The best bet among the nine players remaining in the World Series of Poker main event is … none of the above. The odds on the betting boards in Las Vegas casinos are not high enough to entice a savvy gambler to put any money down.
The big tournament, on hiatus since July, resumes Sunday, November 6, at the Rio. In analyzing final table odds, a natural starting point is to compare the number of chips each player has with his betting line.
To illustrate, Matt Giannetti has 12 percent of the chips in play. A betting line on a guy with a 12 percent chance of winning should come in at plus-733 (risk $1 to net $7.33) before accounting for any “juice,” or house commission. Yet the line on Giannetti to win is only 5-1 or 6-1 around town. The same pattern holds for all nine finalists, with their betting line coming up short compared to the odds that their chip count dictates.

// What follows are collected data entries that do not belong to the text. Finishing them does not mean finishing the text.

//! Rigid-body transforms between sensor, vehicle, world and camera frames.
//!
//! Frames follow the simulator convention: X forward, Y right, Z up
//! (left-handed), rotations given as pitch/yaw/roll in degrees. A [`Pose`]
//! stores its homogeneous 4×4 matrix; the inverse is the closed-form rigid
//! inverse, never a general matrix inversion.
//!
//! # Example
//!
//! ```rust
//! use lidarsteer_perception::transform::{Pose, Rotation, Vec3};
//!
//! // Vehicle 10 m along world X, turned 90° to the right.
//! let vehicle = Pose::new(Vec3::new(10.0, 0.0, 0.0), Rotation::new(0.0, 90.0, 0.0));
//! // Camera mounted 2.5 m ahead of the vehicle origin.
//! let mount = Pose::new(Vec3::new(2.5, 0.0, 0.0), Rotation::identity());
//!
//! let camera = vehicle.compose(&mount);
//! let at = camera.location();
//! assert!((at.x - 10.0).abs() < 1e-4);
//! assert!((at.y - 2.5).abs() < 1e-4);
//! ```

// ────────────────────────────────────────────────────────────────────────────
// Primitive types
// ────────────────────────────────────────────────────────────────────────────

/// A 3-D vector or point.
#[derive(Debug, Clone, Copy, PartialEq, Default)]
pub struct Vec3 {
    pub x: f32,
    pub y: f32,
    pub z: f32,
}

impl Vec3 {
    pub fn new(x: f32, y: f32, z: f32) -> Self {
        Self { x, y, z }
    }

    /// The zero vector.
    pub fn zero() -> Self {
        Self::new(0.0, 0.0, 0.0)
    }

    pub fn sub(self, rhs: Self) -> Self {
        Self::new(self.x - rhs.x, self.y - rhs.y, self.z - rhs.z)
    }

    pub fn norm(self) -> f32 {
        (self.x * self.x + self.y * self.y + self.z * self.z).sqrt()
    }
}

/// Euler rotation in degrees, applied roll → pitch → yaw.
#[derive(Debug, Clone, Copy, PartialEq, Default)]
pub struct Rotation {
    pub pitch: f32,
    pub yaw: f32,
    pub roll: f32,
}

impl Rotation {
    pub fn new(pitch: f32, yaw: f32, roll: f32) -> Self {
        Self { pitch, yaw, roll }
    }

    /// No rotation.
    pub fn identity() -> Self {
        Self::default()
    }

    /// Heading-only rotation.
    pub fn from_yaw(yaw: f32) -> Self {
        Self::new(0.0, yaw, 0.0)
    }
}

// ────────────────────────────────────────────────────────────────────────────
// Mat4
// ────────────────────────────────────────────────────────────────────────────

/// Row-major homogeneous 4×4 matrix.
#[derive(Debug, Clone, Copy, PartialEq)]
pub struct Mat4(pub [[f32; 4]; 4]);

impl Mat4 {
    pub fn identity() -> Self {
        Self([
            [1.0, 0.0, 0.0, 0.0],
            [0.0, 1.0, 0.0, 0.0],
            [0.0, 0.0, 1.0, 0.0],
            [0.0, 0.0, 0.0, 1.0],
        ])
    }

    /// Matrix product `self · rhs`.
    pub fn mul(&self, rhs: &Self) -> Self {
        let a = &self.0;
        let b = &rhs.0;
        let mut out = [[0.0f32; 4]; 4];
        for (i, row) in out.iter_mut().enumerate() {
            for (j, cell) in row.iter_mut().enumerate() {
                *cell = (0..4).map(|k| a[i][k] * b[k][j]).sum();
            }
        }
        Self(out)
    }

    /// Apply to the homogeneous point `[p, 1]` and drop the last row.
    ///
    /// Only valid for affine matrices (bottom row `0 0 0 1`), which is all
    /// this module ever builds.
    pub fn transform_point(&self, p: Vec3) -> Vec3 {
        let m = &self.0;
        Vec3::new(
            m[0][0] * p.x + m[0][1] * p.y + m[0][2] * p.z + m[0][3],
            m[1][0] * p.x + m[1][1] * p.y + m[1][2] * p.z + m[1][3],
            m[2][0] * p.x + m[2][1] * p.y + m[2][2] * p.z + m[2][3],
        )
    }

    /// Inverse of a rigid transform: `[Rᵀ | -Rᵀt]`.
    pub fn rigid_inverse(&self) -> Self {
        let m = &self.0;
        let mut out = Mat4::identity().0;
        for i in 0..3 {
            for j in 0..3 {
                out[i][j] = m[j][i];
            }
        }
        for i in 0..3 {
            out[i][3] = -(out[i][0] * m[0][3] + out[i][1] * m[1][3] + out[i][2] * m[2][3]);
        }
        Self(out)
    }
}

// ────────────────────────────────────────────────────────────────────────────
// Pose
// ────────────────────────────────────────────────────────────────────────────

/// A rigid placement of a frame (sensor, vehicle) in its parent frame.
///
/// To map a point expressed in this frame into the parent frame use
/// [`Pose::matrix`]; the reverse direction is [`Pose::inverse_matrix`].
#[derive(Debug, Clone, Copy, PartialEq)]
pub struct Pose {
    matrix: Mat4,
}

impl Pose {
    /// Build a pose from a location and rotation.
    pub fn new(location: Vec3, rotation: Rotation) -> Self {
        let (sp, cp) = rotation.pitch.to_radians().sin_cos();
        let (sy, cy) = rotation.yaw.to_radians().sin_cos();
        let (sr, cr) = rotation.roll.to_radians().sin_cos();
        Self {
            matrix: Mat4([
                [cp * cy, cy * sp * sr - sy * cr, -cy * sp * cr - sy * sr, location.x],
                [cp * sy, sy * sp * sr + cy * cr, -sy * sp * cr + cy * sr, location.y],
                [sp, -cp * sr, cp * cr, location.z],
                [0.0, 0.0, 0.0, 1.0],
            ]),
        }
    }

    /// The identity pose (coincident with the parent frame).
    pub fn identity() -> Self {
        Self {
            matrix: Mat4::identity(),
        }
    }

    /// Local → parent matrix.
    pub fn matrix(&self) -> Mat4 {
        self.matrix
    }

    /// Parent → local matrix.
    pub fn inverse_matrix(&self) -> Mat4 {
        self.matrix.rigid_inverse()
    }

    /// Compose two poses: `self` is the parent, `child` is expressed in it.
    ///
    /// If `self` = T_world_vehicle and `child` = T_vehicle_sensor, the result
    /// is T_world_sensor.
    pub fn compose(&self, child: &Pose) -> Pose {
        Pose {
            matrix: self.matrix.mul(&child.matrix),
        }
    }

    /// Origin of this frame in the parent frame.
    pub fn location(&self) -> Vec3 {
        let m = &self.matrix.0;
        Vec3::new(m[0][3], m[1][3], m[2][3])
    }

    /// Heading in degrees, recovered from the rotation matrix.
    pub fn yaw(&self) -> f32 {
        let m = &self.matrix.0;
        m[1][0].atan2(m[0][0]).to_degrees()
    }

    /// Map a point from this frame into the parent frame.
    pub fn transform_point(&self, p: Vec3) -> Vec3 {
        self.matrix.transform_point(p)
    }
}

impl Default for Pose {
    fn default() -> Self {
        Self::identity()
    }
}

// ────────────────────────────────────────────────────────────────────────────
// Tests
// ────────────────────────────────────────────────────────────────────────────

Ah, you might counter, maybe one or more players are so talented that they have a better chance of winning than their chip count suggests. For example, Pius Heinz fans might argue that even though their man has only 8 percent of the chips, he’s so good at poker that he has a 16 percent chance of winning, making his 10-1 odds a great value play.
Well, that line of thinking certainly has a place in oddsmaking. But we’re not seeing any evidence of it. When one player’s odds are much shorter than expected given his chip count, I would want to see the odds on another player higher than expected given his chip count before placing any wager.
When the odds on all nine players are short compared to the amount of their chips, however, we have what the sharper-than-thou crowd calls a “negative expectation play.” That means you can expect to lose money betting into the proposition.
My solution: Books should also offer the opportunity to bet on each player not winning. This structure would help ensure the odds remain fair to the betting public as well as the house.